**Task:** From the entries, copy each line that includes "dependencies".

**Data shown:**
•••••
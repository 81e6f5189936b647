//! Tree operations over typed schema nodes.
//!
//! Each operation takes the receiver by reference and returns a new tree.
//! Branches dispatch on the node kind decided at construction time; raw
//! mapping payloads (only possible in hand-built trees) fall back to the
//! untyped functions so both layers resolve identically.

use labrig_param_tree as param_tree;
use labrig_param_tree::{DEFAULT_KEY, IGNORE_KEY};
use serde_json::{Map, Value};

use crate::node::{Children, Node};

impl Node {
    /// Reduces the schema to a plain tree of default values.
    ///
    /// Children carrying an `ignore` key are omitted. The marker is tested
    /// for presence only, never for truthiness.
    pub fn defaults(&self) -> Value {
        match self {
            Node::Leaf(leaf) => leaf.default.clone(),
            Node::Branch(children) => {
                let mut extracted = Map::new();
                for (key, child) in children {
                    if child.has_key(IGNORE_KEY) {
                        continue;
                    }
                    extracted.insert(key.clone(), child.defaults());
                }
                Value::Object(extracted)
            }
            Node::Raw(value) => match value.as_object() {
                Some(_) => param_tree::extract_defaults(value),
                None => value.clone(),
            },
        }
    }

    /// Merges a tree of override values into the schema, writing each
    /// override through to the matching descriptor's default and leaving all
    /// other metadata untouched.
    ///
    /// Overrides addressed at a branch (or at a descriptor without a default
    /// in its raw form) are swallowed silently; overrides for keys the schema
    /// does not know are inserted as classified nodes.
    pub fn merge_overrides(&self, overrides: &Value) -> Node {
        let override_map = match overrides.as_object() {
            Some(map) => map,
            None => return self.clone(),
        };
        match self {
            Node::Branch(children) => {
                let mut merged = children.clone();
                for (key, override_value) in override_map {
                    match merged.get_mut(key) {
                        Some(child) => {
                            *child = child.merged_child(override_value);
                        }
                        None => {
                            merged.insert(key.clone(), Node::from_value(override_value));
                        }
                    }
                }
                Node::Branch(merged)
            }
            // A leaf receiver is walked as a plain mapping, so an override
            // tree can address individual metadata fields.
            other => Node::from_value(&param_tree::merge_defaults(
                other.to_value(),
                overrides.clone(),
            )),
        }
    }

    fn merged_child(&self, override_value: &Value) -> Node {
        if !self.is_mapping() {
            return Node::from_value(override_value);
        }
        if override_value.is_object() {
            return self.merge_overrides(override_value);
        }
        self.with_default_written(override_value)
    }

    /// Rebuilds a schema tree for exactly the keys present in `values`,
    /// substituting each supplied value as the new default while keeping the
    /// descriptor metadata. Values without a schema counterpart pass through
    /// as classified nodes.
    pub fn hydrate(&self, values: &Value) -> Node {
        match self {
            Node::Branch(children) => {
                let value_map = match values.as_object() {
                    Some(map) => map,
                    None => return Node::from_value(values),
                };
                let mut reduced = Children::new();
                for (key, value) in value_map {
                    let hydrated = match children.get(key) {
                        Some(child) => child.hydrated_child(value),
                        None => Node::from_value(value),
                    };
                    reduced.insert(key.clone(), hydrated);
                }
                Node::Branch(reduced)
            }
            other => Node::from_value(&param_tree::intersection_defaults(
                values,
                &other.to_value(),
            )),
        }
    }

    fn hydrated_child(&self, value: &Value) -> Node {
        if !self.is_mapping() {
            return Node::from_value(value);
        }
        if value.is_object() {
            return self.hydrate(value);
        }
        self.with_default_written(value)
    }

    /// Filters the schema down to the subtrees that carry `keyword`.
    ///
    /// Nodes holding the keyword directly are included wholesale; branches
    /// with a marked descendant are recursed into; everything else is
    /// omitted. Leaf metadata is treated as opaque, so a keyword buried
    /// inside a metadata value does not count as a descendant mark.
    pub fn filter_marked(&self, keyword: &str) -> Node {
        let mut reduced = Children::new();
        if let Node::Branch(children) = self {
            for (key, child) in children {
                if child.has_key(keyword) {
                    reduced.insert(key.clone(), child.clone());
                } else if child.eventually_includes(keyword) {
                    let filtered = match child {
                        Node::Raw(value) => {
                            Node::from_value(&param_tree::must_include(value, keyword))
                        }
                        _ => child.filter_marked(keyword),
                    };
                    reduced.insert(key.clone(), filtered);
                }
            }
        }
        Node::Branch(reduced)
    }

    /// True when the node carries `keyword` as a key, directly or on some
    /// descendant node.
    pub fn eventually_includes(&self, keyword: &str) -> bool {
        match self {
            Node::Leaf(leaf) => leaf.has_meta(keyword),
            Node::Branch(children) => {
                children.contains_key(keyword)
                    || children.values().any(|child| child.eventually_includes(keyword))
            }
            Node::Raw(value) => param_tree::eventually_includes(value, keyword),
        }
    }

    /// Dot-paths of every leaf descriptor in the tree, in declaration order.
    /// A leaf at the root contributes a single empty path.
    pub fn leaf_paths(&self) -> Vec<String> {
        fn walk(node: &Node, prefix: &str, paths: &mut Vec<String>) {
            match node {
                Node::Leaf(_) => paths.push(prefix.to_string()),
                Node::Branch(children) => {
                    for (key, child) in children {
                        let path = if prefix.is_empty() {
                            key.clone()
                        } else {
                            format!("{}.{}", prefix, key)
                        };
                        walk(child, &path, paths);
                    }
                }
                Node::Raw(_) => {}
            }
        }
        let mut paths = Vec::new();
        walk(self, "", &mut paths);
        paths
    }

    /// Leaves and branches are mappings in JSON form; raw nodes only when
    /// their payload is an object.
    fn is_mapping(&self) -> bool {
        match self {
            Node::Leaf(_) | Node::Branch(_) => true,
            Node::Raw(value) => value.is_object(),
        }
    }

    /// Writes `value` through as the node's default. Branches have no
    /// default field and come back unchanged, as do raw mappings without a
    /// `default` key.
    fn with_default_written(&self, value: &Value) -> Node {
        match self {
            Node::Leaf(leaf) => {
                let mut leaf = leaf.clone();
                leaf.default = value.clone();
                Node::Leaf(leaf)
            }
            Node::Branch(_) => self.clone(),
            Node::Raw(raw) => match raw.as_object() {
                Some(map) if map.contains_key(DEFAULT_KEY) => {
                    let mut map = map.clone();
                    map.insert(DEFAULT_KEY.to_string(), value.clone());
                    Node::Raw(Value::Object(map))
                }
                _ => self.clone(),
            },
        }
    }
}

#[cfg(test)]
mod tests {
    use super::*;
    use crate::node::{Leaf, ParamType};
    use serde_json::json;

    fn gate_sweep() -> Node {
        Node::from_value(&json!({
            "runConfigs": {
                "GateSweep": {
                    "dependencies": {"ignore": true, "value": []},
                    "gateVoltageMinimum": {"type": "float", "default": -1, "units": "V", "essential": true},
                    "fastSweepSpeed": {"type": "int", "default": 1000, "units": "Hz"}
                }
            }
        }))
    }

    #[test]
    fn test_defaults_skip_ignored_children() {
        assert_eq!(
            gate_sweep().defaults(),
            json!({
                "runConfigs": {
                    "GateSweep": {"gateVoltageMinimum": -1, "fastSweepSpeed": 1000}
                }
            })
        );
    }

    #[test]
    fn test_defaults_ignore_presence_not_truth() {
        let schema = Node::branch(vec![
            ("visible", Node::from(Leaf::new(json!(1)))),
            ("hidden", {
                let mut leaf = Leaf::new(json!(2));
                leaf.ignore = Some(json!(false));
                Node::from(leaf)
            }),
        ]);
        assert_eq!(schema.defaults(), json!({"visible": 1}));
    }

    #[test]
    fn test_merge_overrides_writes_through() {
        let merged = gate_sweep().merge_overrides(&json!({
            "runConfigs": {"GateSweep": {"gateVoltageMinimum": -0.5}}
        }));
        let leaf = merged
            .get_path("runConfigs.GateSweep.gateVoltageMinimum")
            .and_then(Node::as_leaf)
            .unwrap();
        assert_eq!(leaf.default, json!(-0.5));
        assert_eq!(leaf.units.as_deref(), Some("V"));
        assert!(leaf.essential.is_some());
        // Untouched siblings are carried over whole.
        assert_eq!(
            merged.get_path("runConfigs.GateSweep.fastSweepSpeed"),
            gate_sweep().get_path("runConfigs.GateSweep.fastSweepSpeed")
        );
    }

    #[test]
    fn test_merge_overrides_swallows_branch_target() {
        let schema = gate_sweep();
        let merged = schema.merge_overrides(&json!({"runConfigs": 5}));
        assert_eq!(merged, schema);
    }

    #[test]
    fn test_merge_overrides_inserts_unknown_keys() {
        let merged = gate_sweep().merge_overrides(&json!({"scheduleIndex": 2}));
        assert_eq!(merged.get("scheduleIndex"), Some(&Node::Raw(json!(2))));
    }

    #[test]
    fn test_merge_overrides_into_leaf_metadata() {
        let schema = Node::branch(vec![(
            "NPLC",
            Node::from(Leaf::new(json!(1.0)).typed(ParamType::Float)),
        )]);
        // An object-shaped override walks into the descriptor itself.
        let merged = schema.merge_overrides(&json!({"NPLC": {"default": 0.1}}));
        let leaf = merged.get("NPLC").and_then(Node::as_leaf).unwrap();
        assert_eq!(leaf.default, json!(0.1));
        assert_eq!(leaf.type_, Some(ParamType::Float));
    }

    #[test]
    fn test_merge_overrides_replaces_raw_child() {
        let schema = Node::branch(vec![("note", Node::Raw(json!("old")))]);
        let merged = schema.merge_overrides(&json!({"note": {"default": 1}}));
        assert_eq!(merged.get("note").map(Node::kind), Some("leaf"));
    }

    #[test]
    fn test_hydrate_substitutes_defaults() {
        let hydrated = gate_sweep().hydrate(&json!({
            "runConfigs": {"GateSweep": {"gateVoltageMinimum": -0.2}}
        }));
        let leaf = hydrated
            .get_path("runConfigs.GateSweep.gateVoltageMinimum")
            .and_then(Node::as_leaf)
            .unwrap();
        assert_eq!(leaf.default, json!(-0.2));
        assert_eq!(leaf.units.as_deref(), Some("V"));
        // Keys absent from the value tree are dropped.
        assert!(hydrated
            .get_path("runConfigs.GateSweep.fastSweepSpeed")
            .is_none());
    }

    #[test]
    fn test_hydrate_passes_unknown_values_through() {
        let hydrated = gate_sweep().hydrate(&json!({"operatorNote": "second pass"}));
        assert_eq!(
            hydrated.get("operatorNote"),
            Some(&Node::Raw(json!("second pass")))
        );
    }

    #[test]
    fn test_hydrate_value_against_branch_copies_branch() {
        let schema = Node::branch(vec![(
            "Identifiers",
            Node::branch(vec![("user", Node::from(Leaf::new(json!(""))))]),
        )]);
        let hydrated = schema.hydrate(&json!({"Identifiers": 3}));
        assert_eq!(hydrated.get("Identifiers"), schema.get("Identifiers"));
    }

    #[test]
    fn test_filter_marked_end_to_end() {
        let filtered = gate_sweep().filter_marked("essential");
        assert_eq!(
            filtered.to_value(),
            json!({
                "runConfigs": {
                    "GateSweep": {
                        "gateVoltageMinimum": {"default": -1, "type": "float", "units": "V", "essential": true}
                    }
                }
            })
        );
    }

    #[test]
    fn test_filter_marked_no_match_is_empty_branch() {
        let filtered = gate_sweep().filter_marked("invisible");
        assert_eq!(filtered, Node::Branch(Children::new()));
    }

    #[test]
    fn test_filter_marked_direct_hit_kept_wholesale() {
        let schema = Node::from_value(&json!({
            "dependencies": {"ignore": true, "value": ["GateSweep"]},
            "speed": {"default": 1000}
        }));
        let filtered = schema.filter_marked("ignore");
        assert_eq!(
            filtered.to_value(),
            json!({"dependencies": {"ignore": true, "value": ["GateSweep"]}})
        );
    }

    #[test]
    fn test_eventually_includes() {
        let schema = gate_sweep();
        assert!(schema.eventually_includes("essential"));
        assert!(schema.eventually_includes("dependencies"));
        assert!(!schema.eventually_includes("calibration"));
        // Leaf metadata is opaque; markers are seen, interior values are not.
        let leaf = Node::from_value(&json!({"default": {"essential": true}}));
        assert!(!leaf.eventually_includes("essential"));
    }

    #[test]
    fn test_leaf_paths() {
        assert_eq!(
            gate_sweep().leaf_paths(),
            vec![
                "runConfigs.GateSweep.gateVoltageMinimum".to_string(),
                "runConfigs.GateSweep.fastSweepSpeed".to_string(),
            ]
        );
    }
}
•••••
**Result below:**
                    "dependencies": {"ignore": true, "value": []},
            "dependencies": {"ignore": true, "value": ["GateSweep"]},
            json!({"dependencies": {"ignore": true, "value": ["GateSweep"]}})
        assert!(schema.eventually_includes("dependencies"));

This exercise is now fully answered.